CONSERVADORISMO PERMITIU QUEDA – Os juros futuros fecharam em firme alta, impulsionados pelo mau humor geral com os conflitos no Oriente Médio, embora Gabriel Galípolo tenha demonstrado relativa tranquilidade ao falar sobre o tema, nesta quinta-feira.


… Em entrevista para comentar o RPM, ele justificou a queda de 25pbs da Selic afirmando que o conservadorismo do Copom no ano passado manteve o nível do juro contracionista, e isso é que teria dado ao BC margem para iniciar o afrouxamento, mesmo em meio à guerra.


… Os outros BCs, disse, agiram mais rápido porque estão mais próximos da taxa neutra.


… Para Galípolo, temos “tempo para entender” como essa crise vai evoluir. Ele, inclusive, ainda não vê um choque de oferta do petróleo.


… Na sua avaliação, o quadro só se tornará mais grave se a produção for atingida pela destruição da infraestrutura de energia. Na hipótese menos complicada, os preços de energia tendem a devolver o prêmio da guerra se o Estreito de Ormuz for liberado.


… “A função do BC é botar a bola no chão, tirar o ruído e ver o que fica”, disse ele, numa rara demonstração de confiança, que pode ser entendida como o desejo de prosseguir com os cortes da Selic em abril. A não ser que as coisas piorem e fiquem muito mais feias.


… Apesar disso, a curva futura apontava no fechamento do dia um corte total de apenas 0,75 ponto do juro este ano, para 14,25%, segundo cálculos de Flávio Serrano, economista-chefe do banco BMG, ao Broadcast.
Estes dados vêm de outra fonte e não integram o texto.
//! Month and week-of-month periods with per-region averaging

use chrono::{Datelike, NaiveDate};
use rust_decimal::{Decimal, RoundingStrategy};
use std::collections::BTreeMap;
use std::fmt;
use std::str::FromStr;

use crate::error::DomainError;
use crate::models::Region;

/// Calendar month, written `YYYY-MM`
#[derive(Debug, Clone, Copy, PartialEq, Eq, Hash, PartialOrd, Ord)]
pub struct YearMonth {
    year: i32,
    month: u32,
}

impl YearMonth {
    pub fn new(year: i32, month: u32) -> Result<Self, DomainError> {
        if !(1..=12).contains(&month) || NaiveDate::from_ymd_opt(year, month, 1).is_none() {
            return Err(DomainError::InvalidMonth(format!("{:04}-{:02}", year, month)));
        }
        Ok(Self { year, month })
    }

    pub fn from_date(date: NaiveDate) -> Self {
        Self {
            year: date.year(),
            month: date.month(),
        }
    }

    pub fn year(&self) -> i32 {
        self.year
    }

    pub fn month(&self) -> u32 {
        self.month
    }

    pub fn first_day(&self) -> NaiveDate {
        NaiveDate::from_ymd_opt(self.year, self.month, 1).unwrap_or(NaiveDate::MIN)
    }

    /// The month that follows this one
    pub fn succ(&self) -> Self {
        if self.month == 12 {
            Self {
                year: self.year + 1,
                month: 1,
            }
        } else {
            Self {
                year: self.year,
                month: self.month + 1,
            }
        }
    }

    pub fn days_in_month(&self) -> u32 {
        let next = self.succ().first_day();
        next.signed_duration_since(self.first_day()).num_days() as u32
    }

    pub fn last_day(&self) -> NaiveDate {
        self.first_day()
            .with_day(self.days_in_month())
            .unwrap_or_else(|| self.first_day())
    }

    pub fn contains(&self, date: NaiveDate) -> bool {
        date.year() == self.year && date.month() == self.month
    }
}

impl fmt::Display for YearMonth {
    fn fmt(&self, f: &mut fmt::Formatter<'_>) -> fmt::Result {
        write!(f, "{:04}-{:02}", self.year, self.month)
    }
}

impl FromStr for YearMonth {
    type Err = DomainError;

    fn from_str(s: &str) -> Result<Self, Self::Err> {
        let invalid = || DomainError::InvalidMonth(s.to_string());
        let (year, month) = s.split_once('-').ok_or_else(invalid)?;
        if year.len() != 4
            || month.len() != 2
            || !year.bytes().chain(month.bytes()).all(|b| b.is_ascii_digit())
        {
            return Err(invalid());
        }
        let year: i32 = year.parse().map_err(|_| invalid())?;
        let month: u32 = month.parse().map_err(|_| invalid())?;
        Self::new(year, month).map_err(|_| invalid())
    }
}

/// Fixed day-of-month bucket: 1-7, 8-14, 15-21, 22-end
#[derive(Debug, Clone, Copy, PartialEq, Eq, Hash, PartialOrd, Ord)]
pub struct WeekOfMonth(u8);

impl WeekOfMonth {
    pub const ALL: [WeekOfMonth; 4] = [WeekOfMonth(1), WeekOfMonth(2), WeekOfMonth(3), WeekOfMonth(4)];

    pub fn from_day(day: u32) -> Self {
        match day {
            0..=7 => WeekOfMonth(1),
            8..=14 => WeekOfMonth(2),
            15..=21 => WeekOfMonth(3),
            _ => WeekOfMonth(4),
        }
    }

    pub fn number(&self) -> u8 {
        self.0
    }

    /// Inclusive first and last day of this bucket in `month`
    pub fn day_range(&self, month: YearMonth) -> (u32, u32) {
        let start = u32::from(self.0 - 1) * 7 + 1;
        let end = if self.0 == 4 {
            month.days_in_month()
        } else {
            start + 6
        };
        (start, end)
    }

    pub fn label_th(&self, month: YearMonth) -> String {
        let (start, end) = self.day_range(month);
        format!("สัปดาห์ที่ {} ({}-{})", self.0, start, end)
    }
}

/// Values of one stored forecast that feed the period averages
#[derive(Debug, Clone, PartialEq)]
pub struct PeriodSample {
    pub region: Region,
    /// Local calendar date of the forecast slot
    pub date: NaiveDate,
    pub rain_pct: Option<i32>,
    pub min_temperature_c: Option<Decimal>,
    pub max_temperature_c: Option<Decimal>,
}

/// Averages of one region over a period
///
/// Each average covers only rows that carry the value; `count` is every row.
#[derive(Debug, Clone, PartialEq, Eq)]
pub struct RegionAverages {
    pub avg_rain_pct: Option<Decimal>,
    pub avg_min_temperature_c: Option<Decimal>,
    pub avg_max_temperature_c: Option<Decimal>,
    pub count: usize,
}

#[derive(Default)]
struct Mean {
    sum: Decimal,
    n: u32,
}

impl Mean {
    fn push(&mut self, value: Option<Decimal>) {
        if let Some(v) = value {
            self.sum += v;
            self.n += 1;
        }
    }

    fn finish(&self) -> Option<Decimal> {
        (self.n > 0).then(|| {
            (self.sum / Decimal::from(self.n))
                .round_dp_with_strategy(2, RoundingStrategy::MidpointAwayFromZero)
        })
    }
}

#[derive(Default)]
struct Accumulator {
    rain: Mean,
    min_temp: Mean,
    max_temp: Mean,
    count: usize,
}

impl Accumulator {
    fn push(&mut self, sample: &PeriodSample) {
        self.rain.push(sample.rain_pct.map(Decimal::from));
        self.min_temp.push(sample.min_temperature_c);
        self.max_temp.push(sample.max_temperature_c);
        self.count += 1;
    }

    fn finish(&self) -> RegionAverages {
        RegionAverages {
            avg_rain_pct: self.rain.finish(),
            avg_min_temperature_c: self.min_temp.finish(),
            avg_max_temperature_c: self.max_temp.finish(),
            count: self.count,
        }
    }
}

fn aggregate_by<K: Ord>(
    month: YearMonth,
    samples: &[PeriodSample],
    key: impl Fn(&PeriodSample) -> K,
) -> BTreeMap<K, RegionAverages> {
    let mut groups: BTreeMap<K, Accumulator> = BTreeMap::new();
    for sample in samples.iter().filter(|s| month.contains(s.date)) {
        groups.entry(key(sample)).or_default().push(sample);
    }
    groups.into_iter().map(|(k, acc)| (k, acc.finish())).collect()
}

/// Per-region averages over the whole month; regions without rows are absent
pub fn aggregate_monthly(
    month: YearMonth,
    samples: &[PeriodSample],
) -> BTreeMap<Region, RegionAverages> {
    aggregate_by(month, samples, |s| s.region)
}

/// Per-region averages for each week-of-month bucket that has rows
pub fn aggregate_weekly(
    month: YearMonth,
    samples: &[PeriodSample],
) -> BTreeMap<(Region, WeekOfMonth), RegionAverages> {
    aggregate_by(month, samples, |s| (s.region, WeekOfMonth::from_day(s.date.day())))
}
As taxas curtas e intermediárias chegaram a subir 30 pontos.


… Após os ajustes, o DI para janeiro de 2027 projetava 14,33% (de 14,088% no ajuste da véspera). O DI para janeiro de 2029 tinha juro de 14,08%, ante 13,794% no ajuste anterior. A taxa do DI para janeiro de 2031 subiu de 13,943% para 14,15%.


… Já o IPCA-15 de março, que subiu 0,44%, perto do teto das projeções (0,48%) e bem acima da mediana (0,29%), foi relativizado pelo diretor de Política Econômica, Paulo Picchetti, que participou da entrevista ao lado do presidente do BC.
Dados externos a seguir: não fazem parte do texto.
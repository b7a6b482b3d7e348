//! Shared domain core for the Regional Weather Dashboard
//!
//! Everything in this crate is pure: deterministic forecast synthesis,
//! per-region field visibility, slot resolution, period aggregation and
//! the Thai display formatting used by the API. The backend adds storage
//! and HTTP on top.

pub mod display;
pub mod error;
pub mod fields;
pub mod models;
pub mod period;
pub mod rng;
pub mod slot;
pub mod synth;
pub mod types;
pub mod validation;

pub use error::DomainError;
pub use fields::{region_fields, FieldSet, RegionFieldCache};
pub use models::*;
pub use period::{PeriodSample, RegionAverages, WeekOfMonth, YearMonth};
pub use rng::SeededRng;
pub use slot::{ResolvedSlot, SlotSchedule};
pub use synth::ForecastSynthesizer;
pub use types::*;
pub use validation::*;
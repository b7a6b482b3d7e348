//! Liveness and database connectivity

use axum::{extract::State, Json};
use serde::Serialize;

use crate::AppState;

#[derive(Serialize)]
#[serde(rename_all = "camelCase")]
pub struct HealthResponse {
    /// `ok`, or `degraded` when the database is unreachable
    pub status: &'static str,
    pub version: &'static str,
    pub database: &'static str,
    /// Stored forecast rows; absent when the database is unreachable
    #[serde(skip_serializing_if = "Option::is_none")]
    pub forecast_rows: Option<i64>,
}

pub async fn health_check(State(state): State<AppState>) -> Json<HealthResponse> {
    let rows = sqlx::query_scalar::<_, i64>("SELECT COUNT(*) FROM weather_forecasts")
        .fetch_one(&state.db)
        .await;

    let (status, database, forecast_rows) = match rows {
        Ok(count) => ("ok", "connected", Some(count)),
        Err(err) => {
            tracing::warn!(error = %err, "Database health probe failed");
            ("degraded", "disconnected", None)
        }
    };

    Json(HealthResponse {
        status,
        version: env!("CARGO_PKG_VERSION"),
        database,
        forecast_rows,
    })
}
… Para ele, o IPCA-15 “reforçou, de certa forma, a visão de algum arrefecimento da inflação”, quando se olham os dados abertos e os núcleos.


CIAS ABERTAS NO AFTER – ITAÚ emitiu R$ 3,3 bilhões em letras financeiras subordinadas nível 2, com vencimento em 2036 e impacto de 0,22 pp. no índice de capitalização.


B3 aprovou R$ 372,5 milhões em JCP, a R$ 0,074 por ação, com pagamento em 13/04. Ex em 01/04.


PETROBRAS informou que não há fato novo sobre eventual recompra da Refinaria de Mataripe, destacando que qualquer decisão seguirá sua governança interna.


HYPERA aprovou pagamento de R$ 185 milhões em JCP, a R$ 0,263 por ação, com pagamento até o fim de 2027. Ex em 1/04.


DASA. Prejuízo líquido piorou 13,9% na comparação anual, para R$ 948 milhões no 4TRI25. A receita líquida somou R$ 1,828 bilhão (+2,5%) e o Ebitda foi negativo em R$ 111 mi, ante resultado positivo de R$ 403 mi um ano antes…


… A companhia transferiu ativos hospitalares (Hospital Santa Lúcia e Clínica Vitória) para a Amil, em ajuste de portfólio da joint venture Ímpar.


ONCOCLÍNICAS convocou assembleia para deliberar sobre waiver de covenants, visando evitar inadimplência e viabilizar entrada de novos investidores.


YDUQS aprovou programa de recompra de até R$ 100 milhões em ações, com prazo de 18 meses.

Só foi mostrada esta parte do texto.